§ Problem requirements:
Reproduce the data that follows precisely.

§ Data for processing:
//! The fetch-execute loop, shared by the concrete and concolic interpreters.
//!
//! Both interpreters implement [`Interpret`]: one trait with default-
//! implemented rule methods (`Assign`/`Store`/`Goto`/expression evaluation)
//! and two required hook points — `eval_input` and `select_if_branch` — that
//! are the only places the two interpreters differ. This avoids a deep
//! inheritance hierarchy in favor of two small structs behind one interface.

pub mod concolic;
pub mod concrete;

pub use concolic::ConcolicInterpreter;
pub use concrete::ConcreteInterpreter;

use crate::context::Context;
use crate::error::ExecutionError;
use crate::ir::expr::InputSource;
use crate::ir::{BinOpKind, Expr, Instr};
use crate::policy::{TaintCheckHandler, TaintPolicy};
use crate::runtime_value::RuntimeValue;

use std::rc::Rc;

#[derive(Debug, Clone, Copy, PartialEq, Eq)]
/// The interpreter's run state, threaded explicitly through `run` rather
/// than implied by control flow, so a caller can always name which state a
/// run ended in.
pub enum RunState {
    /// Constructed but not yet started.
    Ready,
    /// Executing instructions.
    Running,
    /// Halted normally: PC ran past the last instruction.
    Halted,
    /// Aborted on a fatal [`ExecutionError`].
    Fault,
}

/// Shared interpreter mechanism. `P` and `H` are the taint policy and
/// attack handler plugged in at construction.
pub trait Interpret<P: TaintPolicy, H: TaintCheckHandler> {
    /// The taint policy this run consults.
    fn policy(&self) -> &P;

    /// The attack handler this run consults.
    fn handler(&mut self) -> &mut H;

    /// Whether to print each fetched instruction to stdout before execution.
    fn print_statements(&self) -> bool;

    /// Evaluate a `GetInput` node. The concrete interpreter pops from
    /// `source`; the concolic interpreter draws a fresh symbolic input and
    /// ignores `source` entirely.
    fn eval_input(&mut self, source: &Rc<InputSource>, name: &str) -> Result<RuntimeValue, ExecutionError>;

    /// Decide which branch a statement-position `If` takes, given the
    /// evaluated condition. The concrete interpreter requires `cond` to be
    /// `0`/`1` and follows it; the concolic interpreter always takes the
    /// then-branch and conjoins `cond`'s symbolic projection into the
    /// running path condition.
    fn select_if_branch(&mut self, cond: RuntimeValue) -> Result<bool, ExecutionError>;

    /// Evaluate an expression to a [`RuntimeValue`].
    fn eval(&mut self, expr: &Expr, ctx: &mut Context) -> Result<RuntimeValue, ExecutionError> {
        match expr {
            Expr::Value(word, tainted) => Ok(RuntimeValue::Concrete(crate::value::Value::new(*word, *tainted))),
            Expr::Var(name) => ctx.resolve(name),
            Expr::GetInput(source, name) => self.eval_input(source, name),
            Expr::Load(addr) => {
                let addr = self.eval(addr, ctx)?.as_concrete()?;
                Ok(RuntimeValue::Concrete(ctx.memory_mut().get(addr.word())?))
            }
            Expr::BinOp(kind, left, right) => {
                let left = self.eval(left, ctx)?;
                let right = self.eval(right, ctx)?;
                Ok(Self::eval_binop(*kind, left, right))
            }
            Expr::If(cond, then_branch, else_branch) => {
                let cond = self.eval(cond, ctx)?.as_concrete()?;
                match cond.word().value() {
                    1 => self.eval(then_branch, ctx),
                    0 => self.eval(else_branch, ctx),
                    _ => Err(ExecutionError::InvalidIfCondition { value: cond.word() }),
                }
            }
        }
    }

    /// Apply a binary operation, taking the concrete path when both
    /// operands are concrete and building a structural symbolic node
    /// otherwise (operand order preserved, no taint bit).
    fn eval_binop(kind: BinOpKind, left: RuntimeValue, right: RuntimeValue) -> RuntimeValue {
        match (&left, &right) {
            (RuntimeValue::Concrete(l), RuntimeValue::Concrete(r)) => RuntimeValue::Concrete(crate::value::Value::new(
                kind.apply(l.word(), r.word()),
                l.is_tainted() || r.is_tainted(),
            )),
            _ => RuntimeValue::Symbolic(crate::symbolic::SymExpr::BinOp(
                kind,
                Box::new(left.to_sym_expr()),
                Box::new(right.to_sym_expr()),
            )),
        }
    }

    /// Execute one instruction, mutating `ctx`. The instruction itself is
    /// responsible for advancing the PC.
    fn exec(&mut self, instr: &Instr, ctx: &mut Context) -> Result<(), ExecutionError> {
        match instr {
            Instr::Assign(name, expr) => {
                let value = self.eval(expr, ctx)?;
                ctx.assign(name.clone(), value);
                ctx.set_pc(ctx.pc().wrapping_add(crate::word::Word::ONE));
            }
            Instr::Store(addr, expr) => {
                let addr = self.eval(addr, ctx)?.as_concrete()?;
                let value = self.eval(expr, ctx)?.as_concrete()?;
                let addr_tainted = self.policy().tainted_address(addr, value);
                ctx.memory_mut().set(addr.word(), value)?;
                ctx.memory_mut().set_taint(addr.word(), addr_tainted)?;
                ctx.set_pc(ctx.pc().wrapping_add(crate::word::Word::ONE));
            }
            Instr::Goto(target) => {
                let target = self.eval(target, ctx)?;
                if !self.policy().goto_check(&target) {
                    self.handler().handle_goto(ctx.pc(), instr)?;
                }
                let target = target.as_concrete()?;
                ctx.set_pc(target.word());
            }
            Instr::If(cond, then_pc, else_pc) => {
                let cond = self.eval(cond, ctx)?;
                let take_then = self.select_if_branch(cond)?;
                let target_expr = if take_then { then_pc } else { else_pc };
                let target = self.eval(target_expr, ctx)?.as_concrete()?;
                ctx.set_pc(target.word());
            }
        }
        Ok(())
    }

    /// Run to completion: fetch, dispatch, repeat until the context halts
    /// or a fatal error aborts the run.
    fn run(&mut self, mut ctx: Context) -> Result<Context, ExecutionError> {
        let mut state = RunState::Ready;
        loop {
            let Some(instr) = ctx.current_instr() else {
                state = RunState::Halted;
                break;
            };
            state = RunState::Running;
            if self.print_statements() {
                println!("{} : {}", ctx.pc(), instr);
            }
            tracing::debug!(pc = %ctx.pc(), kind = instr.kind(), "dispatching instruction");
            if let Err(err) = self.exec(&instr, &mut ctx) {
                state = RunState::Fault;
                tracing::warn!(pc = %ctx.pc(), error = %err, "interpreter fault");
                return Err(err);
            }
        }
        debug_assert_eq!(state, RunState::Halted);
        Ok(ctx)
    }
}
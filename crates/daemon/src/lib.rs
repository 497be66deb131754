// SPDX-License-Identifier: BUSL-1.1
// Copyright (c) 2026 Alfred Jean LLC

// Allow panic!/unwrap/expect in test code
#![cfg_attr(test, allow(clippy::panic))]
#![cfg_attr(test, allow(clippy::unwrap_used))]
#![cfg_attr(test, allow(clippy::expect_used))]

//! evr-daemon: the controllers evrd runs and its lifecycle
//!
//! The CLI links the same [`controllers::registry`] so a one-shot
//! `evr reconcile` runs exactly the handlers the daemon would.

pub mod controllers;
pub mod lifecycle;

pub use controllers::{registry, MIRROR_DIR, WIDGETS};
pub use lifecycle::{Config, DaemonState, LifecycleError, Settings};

§ Exercise solution:
//! The fetch-execute loop, shared by the concrete and concolic interpreters.
//!
//! Both interpreters implement [`Interpret`]: one trait with default-
//! implemented rule methods (`Assign`/`Store`/`Goto`/expression evaluation)
//! and two required hook points — `eval_input` and `select_if_branch` — that
//! are the only places the two interpreters differ. This avoids a deep
//! inheritance hierarchy in favor of two small structs behind one interface.

pub mod concolic;
pub mod concrete;

pub use concolic::ConcolicInterpreter;
pub use concrete::ConcreteInterpreter;

use crate::context::Context;
use crate::error::ExecutionError;
use crate::ir::expr::InputSource;
use crate::ir::{BinOpKind, Expr, Instr};
use crate::policy::{TaintCheckHandler, TaintPolicy};
use crate::runtime_value::RuntimeValue;

use std::rc::Rc;

#[derive(Debug, Clone, Copy, PartialEq, Eq)]
/// The interpreter's run state, threaded explicitly through `run` rather
/// than implied by control flow, so a caller can always name which state a
/// run ended in.
pub enum RunState {
    /// Constructed but not yet started.
    Ready,
    /// Executing instructions.
    Running,
    /// Halted normally: PC ran past the last instruction.
    Halted,
    /// Aborted on a fatal [`ExecutionError`].
    Fault,
}

/// Shared interpreter mechanism. `P` and `H` are the taint policy and
/// attack handler plugged in at construction.
pub trait Interpret<P: TaintPolicy, H: TaintCheckHandler> {
    /// The taint policy this run consults.
    fn policy(&self) -> &P;

    /// The attack handler this run consults.
    fn handler(&mut self) -> &mut H;

    /// Whether to print each fetched instruction to stdout before execution.
    fn print_statements(&self) -> bool;

    /// Evaluate a `GetInput` node. The concrete interpreter pops from
    /// `source`; the concolic interpreter draws a fresh symbolic input and
    /// ignores `source` entirely.
    fn eval_input(&mut self, source: &Rc<InputSource>, name: &str) -> Result<RuntimeValue, ExecutionError>;

    /// Decide which branch a statement-position `If` takes, given the
    /// evaluated condition. The concrete interpreter requires `cond` to be
    /// `0`/`1` and follows it; the concolic interpreter always takes the
    /// then-branch and conjoins `cond`'s symbolic projection into the
    /// running path condition.
    fn select_if_branch(&mut self, cond: RuntimeValue) -> Result<bool, ExecutionError>;

    /// Evaluate an expression to a [`RuntimeValue`].
    fn eval(&mut self, expr: &Expr, ctx: &mut Context) -> Result<RuntimeValue, ExecutionError> {
        match expr {
            Expr::Value(word, tainted) => Ok(RuntimeValue::Concrete(crate::value::Value::new(*word, *tainted))),
            Expr::Var(name) => ctx.resolve(name),
            Expr::GetInput(source, name) => self.eval_input(source, name),
            Expr::Load(addr) => {
                let addr = self.eval(addr, ctx)?.as_concrete()?;
                Ok(RuntimeValue::Concrete(ctx.memory_mut().get(addr.word())?))
            }
            Expr::BinOp(kind, left, right) => {
                let left = self.eval(left, ctx)?;
                let right = self.eval(right, ctx)?;
                Ok(Self::eval_binop(*kind, left, right))
            }
            Expr::If(cond, then_branch, else_branch) => {
                let cond = self.eval(cond, ctx)?.as_concrete()?;
                match cond.word().value() {
                    1 => self.eval(then_branch, ctx),
                    0 => self.eval(else_branch, ctx),
                    _ => Err(ExecutionError::InvalidIfCondition { value: cond.word() }),
                }
            }
        }
    }

    /// Apply a binary operation, taking the concrete path when both
    /// operands are concrete and building a structural symbolic node
    /// otherwise (operand order preserved, no taint bit).
    fn eval_binop(kind: BinOpKind, left: RuntimeValue, right: RuntimeValue) -> RuntimeValue {
        match (&left, &right) {
            (RuntimeValue::Concrete(l), RuntimeValue::Concrete(r)) => RuntimeValue::Concrete(crate::value::Value::new(
                kind.apply(l.word(), r.word()),
                l.is_tainted() || r.is_tainted(),
            )),
            _ => RuntimeValue::Symbolic(crate::symbolic::SymExpr::BinOp(
                kind,
                Box::new(left.to_sym_expr()),
                Box::new(right.to_sym_expr()),
            )),
        }
    }

    /// Execute one instruction, mutating `ctx`. The instruction itself is
    /// responsible for advancing the PC.
    fn exec(&mut self, instr: &Instr, ctx: &mut Context) -> Result<(), ExecutionError> {
        match instr {
            Instr::Assign(name, expr) => {
                let value = self.eval(expr, ctx)?;
                ctx.assign(name.clone(), value);
                ctx.set_pc(ctx.pc().wrapping_add(crate::word::Word::ONE));
            }
            Instr::Store(addr, expr) => {
                let addr = self.eval(addr, ctx)?.as_concrete()?;
                let value = self.eval(expr, ctx)?.as_concrete()?;
                let addr_tainted = self.policy().tainted_address(addr, value);
                ctx.memory_mut().set(addr.word(), value)?;
                ctx.memory_mut().set_taint(addr.word(), addr_tainted)?;
                ctx.set_pc(ctx.pc().wrapping_add(crate::word::Word::ONE));
            }
            Instr::Goto(target) => {
                let target = self.eval(target, ctx)?;
                if !self.policy().goto_check(&target) {
                    self.handler().handle_goto(ctx.pc(), instr)?;
                }
                let target = target.as_concrete()?;
                ctx.set_pc(target.word());
            }
            Instr::If(cond, then_pc, else_pc) => {
                let cond = self.eval(cond, ctx)?;
                let take_then = self.select_if_branch(cond)?;
                let target_expr = if take_then { then_pc } else { else_pc };
                let target = self.eval(target_expr, ctx)?.as_concrete()?;
                ctx.set_pc(target.word());
            }
        }
        Ok(())
    }

    /// Run to completion: fetch, dispatch, repeat until the context halts
    /// or a fatal error aborts the run.
    fn run(&mut self, mut ctx: Context) -> Result<Context, ExecutionError> {
        let mut state = RunState::Ready;
        loop {
            let Some(instr) = ctx.current_instr() else {
                state = RunState::Halted;
                break;
            };
            state = RunState::Running;
            if self.print_statements() {
                println!("{} : {}", ctx.pc(), instr);
            }
            tracing::debug!(pc = %ctx.pc(), kind = instr.kind(), "dispatching instruction");
            if let Err(err) = self.exec(&instr, &mut ctx) {
                state = RunState::Fault;
                tracing::warn!(pc = %ctx.pc(), error = %err, "interpreter fault");
                return Err(err);
            }
        }
        debug_assert_eq!(state, RunState::Halted);
        Ok(ctx)
    }
}
filename crates/daemon/src/lib.rs
repository 497be66deb131754
// SPDX-License-Identifier: BUSL-1.1
// Copyright (c) 2026 Alfred Jean LLC

// Allow panic!/unwrap/expect in test code
#![cfg_attr(test, allow(clippy::panic))]
#![cfg_attr(test, allow(clippy::unwrap_used))]
#![cfg_attr(test, allow(clippy::expect_used))]

//! evr-daemon: the controllers evrd runs and its lifecycle
//!
//! The CLI links the same [`controllers::registry`] so a one-shot
//! `evr reconcile` runs exactly the handlers the daemon would.

pub mod controllers;
pub mod lifecycle;

pub use controllers::{registry, MIRROR_DIR, WIDGETS};
pub use lifecycle::{Config, DaemonState, LifecycleError, Settings};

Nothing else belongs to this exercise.